Referring now to FIG. 3 , a close-up, schematic view is provided of a portion of the outer nacelle 50 and fan of FIG. 2 . More specifically, FIG. 3 provides a close-up, cross-sectional, schematic view of the control ring 102 of the clearance control system 100 FIG. 2 .
As briefly noted above, the control ring 102 of the clearance control system 100 is positioned at least partially within the outer nacelle 50, coupled to the outer nacelle 50, or both. More specifically, for the embodiment depicted, the outer nacelle 50 includes a shell 122, and the control ring 102 is mounted to the shell 122. Notably, for the embodiment depicted, the control ring 102 is slidably mounted to the shell 122 of the outer nacelle 50, such that the control ring 102 may move along the radial direction R relative to the shell 122. In particular, for the embodiment depicted, the control ring 102 is positioned between a pair of radial mounting brackets 124, and is movable along the radial direction R relative to the radial mounting brackets 124. Such may allow for the control ring 102 to expand and contract relative to the shell 122 during operation of the turbofan engine 10 and clearance control system 100. For example, in the embodiment depicted, the shell 122 is formed of a composite material and the control ring 102 is formed of a metal material. In certain embodiments, the metal material may be the same metal material from which the fan blades 40 are formed. Alternately, however, the metal material forming the control ring 102 may be a different metal material than the plurality of fan blades 40.

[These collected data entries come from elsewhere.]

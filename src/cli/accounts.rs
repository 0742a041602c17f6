// Account administration commands

use std::io::{self, Write};
use std::sync::Arc;

use crate::app_data::AppData;
use crate::coordinators::AccountCoordinator;
use crate::errors::InternalError;
use crate::types::internal::context::RequestContext;

pub async fn create_account(
    app_data: Arc<AppData>,
    first_name: &str,
    last_name: &str,
    password: &str,
) -> Result<(), InternalError> {
    let ctx = RequestContext::for_cli("create-account");
    let account = AccountCoordinator::new(app_data)
        .create_account(&ctx, first_name, last_name, password)
        .await?;

    println!("✅ Account created");
    println!("   Id:             {}", account.id);
    println!("   Account number: {}", account.account_number);
    println!("   Holder:         {} {}", account.first_name, account.last_name);

    Ok(())
}

pub async fn list_accounts(app_data: Arc<AppData>) -> Result<(), InternalError> {
    let accounts = AccountCoordinator::new(app_data).list_accounts().await?;

    if accounts.is_empty() {
        println!("ℹ️  No accounts.");
        return Ok(());
    }

    println!("{:>6}  {:>10}  {:>14}  {}", "ID", "NUMBER", "BALANCE", "HOLDER");
    for account in accounts {
        println!(
            "{:>6}  {:>10}  {:>14}  {} {}",
            account.id, account.account_number, account.balance, account.first_name, account.last_name
        );
    }

    Ok(())
}

pub async fn adjust_balance(app_data: Arc<AppData>, id: i64, delta: i64) -> Result<(), InternalError> {
    let ctx = RequestContext::for_cli("adjust-balance");
    let balance = AccountCoordinator::new(app_data)
        .adjust_balance(&ctx, id, delta)
        .await?;

    println!("✅ Account {} adjusted by {}. New balance: {}", id, delta, balance);

    Ok(())
}

pub async fn delete_account(
    app_data: Arc<AppData>,
    id: i64,
    skip_confirmation: bool,
) -> Result<(), Box<dyn std::error::Error>> {
    let ctx = RequestContext::for_cli("delete-account");
    let account = app_data.account_store.get_by_id(id).await?;

    if !skip_confirmation {
        println!("⚠️  WARNING: You are about to permanently delete an account.");
        println!(
            "   Account: {} {} (number {}, balance {})",
            account.first_name, account.last_name, account.account_number, account.balance
        );
        print!("   Are you sure? (yes/no): ");
        io::stdout().flush()?;

        let mut input = String::new();
        io::stdin().read_line(&mut input)?;

        if input.trim().to_lowercase() != "yes" {
            println!("❌ Deletion cancelled.");
            return Ok(());
        }
    }

    AccountCoordinator::new(app_data)
        .delete_account(&ctx, account.id)
        .await?;

    println!("✅ Account {} deleted.", id);

    Ok(())
}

As noted above, the control ring 102 is in thermal communication with the airflow from the turbomachine 16 (see FIGS. 1 and 2 ), the bypass airflow passage 56 (see FIGS. 1 and 2 ), a location outside of the turbofan engine 10 (e.g., an ambient/freestream air), or a combination thereof. More specifically, for the embodiment depicted, the control ring 102 is in thermal communication with the bleed airflow 108 from the turbomachine 16 provided from the activation assembly 104, or rather, from the airflow duct 106 of the activation assembly 104. More specifically, still, for the embodiment depicted the control ring 102 defines a cavity 126 in airflow communication with the airflow duct 106 of the activation assembly 104 for receiving the bleed airflow 108 from the airflow duct 106 of the activation assembly 104. In such a manner, the control ring 102 may receive, e.g., relatively high temperature airflow (relative to the airflow 58 across the fan blades 40; see FIGS. 1 and 2 ) to encourage the control ring 102 to increase in temperature and therefore diameter to accommodate a thermal expansion in the radial direction R of fan blades 40 relative to the outer nacelle 50. In such a manner, the outer nacelle 50 may be designed to have a smaller clearance with the fan blades as a baseline, as the control ring 102 may accommodate the desired thermal expansion relative to the fan blades 40 (which the composite material forming the outer nacelle may not).

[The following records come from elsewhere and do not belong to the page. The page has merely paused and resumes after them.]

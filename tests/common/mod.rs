// Common test utilities for integration tests

use bank_backend::AppData;
use bank_backend::api::build_app;
use bank_backend::config::{EnvironmentProvider, SecretManager};
use bank_backend::providers::RandomAccountNumbers;
use bank_backend::stores::SeaOrmAccountStore;
use migration::{AccountMigrator, MigratorTrait};
use poem::endpoint::BoxEndpoint;
use poem::test::TestClient;
use sea_orm::{Database, DatabaseConnection};
use std::collections::HashMap;
use std::sync::{Arc, Mutex};

pub const TEST_JWT_SECRET: &str = "integration-test-secret-key-with-32-chars";
pub const TEST_PEPPER: &str = "integration-pepper-16";

/// Fixed environment for building configuration without touching process state
pub struct TestEnvironment {
    vars: HashMap<String, String>,
}

impl TestEnvironment {
    pub fn new(vars: &[(&str, &str)]) -> Self {
        Self {
            vars: vars
                .iter()
                .map(|(k, v)| (k.to_string(), v.to_string()))
                .collect(),
        }
    }
}

impl EnvironmentProvider for TestEnvironment {
    fn get_var(&self, key: &str) -> Option<String> {
        self.vars.get(key).cloned()
    }
}

/// Creates a test database with migrations applied
pub async fn setup_test_db() -> DatabaseConnection {
    let db = Database::connect("sqlite::memory:")
        .await
        .expect("Failed to create test database");

    AccountMigrator::up(&db, None)
        .await
        .expect("Failed to run migrations");

    db
}

/// AppData over a fresh in-memory SQLite database
pub async fn setup_app_data() -> Arc<AppData> {
    let env = TestEnvironment::new(&[("JWT_SECRET", TEST_JWT_SECRET), ("PASSWORD_PEPPER", TEST_PEPPER)]);
    let secret_manager =
        Arc::new(SecretManager::from_env_provider(&env).expect("Failed to load test secrets"));

    Arc::new(AppData::with_store(
        secret_manager,
        Arc::new(SeaOrmAccountStore::new(setup_test_db().await)),
        Arc::new(RandomAccountNumbers),
    ))
}

/// Test client over the fully assembled application
pub async fn setup_test_client() -> (TestClient<BoxEndpoint<'static>>, Arc<AppData>) {
    let app_data = setup_app_data().await;
    let app = build_app(app_data.clone(), "http://localhost:3000/api");
    (TestClient::new(app), app_data)
}

/// Helper to manage environment variables in tests
///
/// Cleans up specified environment variables on creation and drop,
/// ensuring test isolation when dealing with global environment state.
pub struct EnvGuard {
    vars: Vec<String>,
}

impl EnvGuard {
    pub fn new(vars: Vec<&str>) -> Self {
        for var in &vars {
            unsafe {
                std::env::remove_var(var);
            }
        }
        Self {
            vars: vars.iter().map(|s| s.to_string()).collect(),
        }
    }
}

impl Drop for EnvGuard {
    fn drop(&mut self) {
        for var in &self.vars {
            unsafe {
                std::env::remove_var(var);
            }
        }
    }
}

/// Global mutex for tests that modify environment variables
///
/// Environment variables are process-global, so tests that modify them
/// must run serially to avoid race conditions.
pub static ENV_TEST_MUTEX: Mutex<()> = Mutex::new(());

Notably, for the embodiment depicted, the control ring 102 includes at least two layers, more specifically, includes two layers. The two layers, an inner structure 128 and an outer structure 130, together define one or more airflow gaps therebetween for receiving the bleed airflow 108, and more specifically together define the cavity 126 for receiving the bleed airflow 108. In addition to these two layers, which are formed of a metal material, the clearance control system 100 further includes an abradable layer 132 coupled to the control ring 102 and positioned between the control ring 102 and the plurality of fan blades 40. The abradable layer 132 may allow for relative movement between the fan blade 40 and the outer nacelle 50 in the radial direction R during, e.g., various maneuvers of an aircraft including the turbofan engine 10. Notably, for the embodiment of FIG. 3 , the inner structure 128 and abradable layer 132 together define a plurality of through holes 131 extending from the cavity 126, through the inner structure 128 and abradable layer 132, to the clearance gap 133. In such a manner, the clearance control system 100 may provide a pressurized airflow from the cavity 126 to prevent or reduce a flow of air over respective tips of the plurality of fan blades 40.

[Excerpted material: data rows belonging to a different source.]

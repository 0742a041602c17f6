use poem::Request;
use poem_openapi::{OpenApi, Tags, param::Path, payload::Json};
use std::sync::Arc;

use crate::app_data::AppData;
use crate::auth::AuthorizationGuard;
use crate::coordinators::{AccountCoordinator, TransferCoordinator};
use crate::errors::{ApiError, InternalError};
use crate::types::dto::account::{
    AccountResponse, CreateAccountRequest, DeleteAccountResponse, TransferRequest,
    TransferResponse,
};
use crate::types::internal::context::RequestContext;

/// Account endpoints
///
/// Everything under `/account/:id` runs behind the authorization guard; the
/// path id must belong to the token's account.
pub struct AccountApi {
    guard: Arc<AuthorizationGuard>,
    account_coordinator: Arc<AccountCoordinator>,
    transfer_coordinator: Arc<TransferCoordinator>,
}

impl AccountApi {
    pub fn new(app_data: Arc<AppData>) -> Self {
        Self {
            guard: Arc::new(AuthorizationGuard::new(app_data.clone())),
            account_coordinator: Arc::new(AccountCoordinator::new(app_data.clone())),
            transfer_coordinator: Arc::new(TransferCoordinator::new(app_data)),
        }
    }
}

/// API tags for account endpoints
#[derive(Tags)]
enum AccountTags {
    /// Account management and transfers
    Account,
}

#[OpenApi]
impl AccountApi {
    /// Open a new account
    #[oai(path = "/account", method = "post", tag = "AccountTags::Account")]
    async fn create_account(
        &self,
        req: &Request,
        body: Json<CreateAccountRequest>,
    ) -> Result<Json<AccountResponse>, ApiError> {
        let ctx = RequestContext::from_request(req);

        let account = self
            .account_coordinator
            .create_account(&ctx, &body.first_name, &body.last_name, &body.password)
            .await?;

        Ok(Json(account.into()))
    }

    /// List all accounts (any valid token)
    #[oai(path = "/account", method = "get", tag = "AccountTags::Account")]
    async fn list_accounts(&self, req: &Request) -> Result<Json<Vec<AccountResponse>>, ApiError> {
        let ctx = RequestContext::from_request(req);
        self.guard.verify_token(&ctx)?;

        let accounts = self.account_coordinator.list_accounts().await?;

        Ok(Json(accounts.into_iter().map(AccountResponse::from).collect()))
    }

    /// Fetch the caller's own account
    #[oai(path = "/account/:id", method = "get", tag = "AccountTags::Account")]
    async fn get_account(
        &self,
        req: &Request,
        id: Path<i64>,
    ) -> Result<Json<AccountResponse>, ApiError> {
        let ctx = RequestContext::from_request(req);

        let authorized = self.guard.authorize(&ctx, id.0).await?;

        Ok(Json(authorized.account.into()))
    }

    /// Permanently delete the caller's own account
    #[oai(path = "/account/:id", method = "delete", tag = "AccountTags::Account")]
    async fn delete_account(
        &self,
        req: &Request,
        id: Path<i64>,
    ) -> Result<Json<DeleteAccountResponse>, ApiError> {
        let ctx = RequestContext::from_request(req);
        let ctx_ref = &ctx;

        let deleted = self
            .guard
            .guard(ctx_ref, id.0, |authorized| async move {
                self.account_coordinator
                    .delete_account(ctx_ref, authorized.account.id)
                    .await?;
                Ok::<_, InternalError>(authorized.account.id)
            })
            .await?;

        Ok(Json(DeleteAccountResponse { deleted }))
    }

    /// Transfer funds from the caller's account to another account number
    #[oai(path = "/account/:id/transfer", method = "post", tag = "AccountTags::Account")]
    async fn transfer(
        &self,
        req: &Request,
        id: Path<i64>,
        body: Json<TransferRequest>,
    ) -> Result<Json<TransferResponse>, ApiError> {
        TransferCoordinator::validate_amount(body.amount).map_err(InternalError::from)?;

        let ctx = RequestContext::from_request(req);
        let ctx_ref = &ctx;
        let request = body.0;

        let receipt = self
            .guard
            .guard(ctx_ref, id.0, |authorized| async move {
                self.transfer_coordinator
                    .transfer(
                        ctx_ref,
                        &authorized.account,
                        request.to_account_number,
                        request.amount,
                    )
                    .await
            })
            .await?;

        Ok(Json(TransferResponse {
            from_account_number: receipt.from_account_number,
            to_account_number: receipt.to_account_number,
            amount: receipt.amount,
            balance: receipt.balance,
        }))
    }
}
/// Where a secret is loaded from
#[derive(Debug, Clone)]
pub enum SecretType {
    /// Environment variable, looked up through the `EnvironmentProvider`
    EnvVar { name: String },
}

impl SecretType {
    pub fn env_var(name: &str) -> Self {
        Self::EnvVar {
            name: name.to_string(),
        }
    }

    pub fn name(&self) -> &str {
        match self {
            SecretType::EnvVar { name } => name,
        }
    }
}

/// Loading rules for a single secret
#[derive(Debug, Clone)]
pub struct SecretConfig {
    pub secret_type: SecretType,
    /// Absent optional secrets load as an empty string
    pub required: bool,
    pub min_length: Option<usize>,
}

impl SecretConfig {
    pub fn new(secret_type: SecretType) -> Self {
        Self {
            secret_type,
            required: true,
            min_length: None,
        }
    }

    pub fn required(mut self, required: bool) -> Self {
        self.required = required;
        self
    }

    pub fn min_length(mut self, length: usize) -> Self {
        self.min_length = Some(length);
        self
    }
}
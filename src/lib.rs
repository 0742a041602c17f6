// Library exports for the binary and integration tests

pub mod api;
pub mod app_data;
pub mod auth;
pub mod cli;
pub mod config;
pub mod coordinators;
pub mod errors;
pub mod providers;
pub mod stores;
pub mod types;

#[cfg(test)]
mod test;

pub use app_data::AppData;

In the embodiment depicted, the outer structure 130 is positioned inward of the outer shell 122 of the outer nacelle 50 along the radial direction R, slidably coupled to the outer shell 122 through the outer nacelle 50 radial mounting brackets 124. The inner structure 128 faces the plurality of fan blades 40 and is capable of radial movement relative to the outer nacelle 50 (i.e., movement at least partially along the radial direction R). It will be appreciated, that as used herein, the term “faces,” with respect to a particular component or set of components (e.g., fan blades 40), refers to being positioned over the component or set of components. The term “faces” does not exclude one or more intermediate layers (e.g., the abradable layer 132).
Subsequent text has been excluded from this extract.